Lost in self
Prompt: “The hardest part of being still” assignment was about creating a self portrait and also generate a mood towards the viewer. We were given the freedom to choose the medium and the theme that we wanted for this project we just had to show a story with our portraits.
For my piece, I knew from the beginning that I wanted to show a theme that was personal to me but also can be relatable for the viewer. So I decided to talk about quarantine and my experience during this time. Because of the deadly virus COVID-19, the world was confined to stay in their homes not being able to do things as we normally did. Like most people, I did not do well staying put at home I grew to have anxiety most of the time worrying about friends, family, and how the world would get out of this conundrum. Thoughts began to seep into my head, and my own home began to look like an asylum and I was the mad patient. I started to lose myself and soon I didn’t recognize the person I was. The things that made me who I was were separated and ripped apart, lost in space.
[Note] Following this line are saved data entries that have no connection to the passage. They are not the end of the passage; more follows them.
//! SHA-256 content hashing for asset verification

use crate::error::{BundleCacheError, BundleCacheResult};
use sha2::{Digest, Sha256};
use std::path::Path;
use tokio::fs::File;
use tokio::io::AsyncReadExt;

/// Read buffer for streaming hashes (64 KiB)
const HASH_CHUNK_SIZE: usize = 64 * 1024;

/// Hash a byte slice, returning lowercase hex
pub fn sha256_hex(bytes: &[u8]) -> String {
    let mut hasher = Sha256::new();
    hasher.update(bytes);
    hex::encode(hasher.finalize())
}

/// Hash a file's contents without loading it into memory
///
/// Returns `Ok(None)` if the file does not exist.
pub async fn hash_file(path: &Path) -> BundleCacheResult<Option<String>> {
    let mut file = match File::open(path).await {
        Ok(file) => file,
        Err(e) if e.kind() == std::io::ErrorKind::NotFound => return Ok(None),
        Err(e) => {
            return Err(BundleCacheError::io(
                format!("opening {}", path.display()),
                e,
            ))
        }
    };

    let mut hasher = Sha256::new();
    let mut buf = vec![0u8; HASH_CHUNK_SIZE];
    loop {
        let n = file
            .read(&mut buf)
            .await
            .map_err(|e| BundleCacheError::io(format!("reading {}", path.display()), e))?;
        if n == 0 {
            break;
        }
        hasher.update(&buf[..n]);
    }

    Ok(Some(hex::encode(hasher.finalize())))
}

/// Compare two hex digests ignoring case
pub fn hashes_match(expected: &str, actual: &str) -> bool {
    expected.eq_ignore_ascii_case(actual)
}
For the portrait, I wanted to bring out that feeling of turning into someone new and changing, so I illustrated two portraits of myself one transforming into the other. I also used orange for the fingertips and the line marking on the shirts because orange is said to represent insanity and madness. And I sketched the two portraits using graphite pencil because I’ve never used pencil for big pieces before so I wanted to experiment and see where it would take me.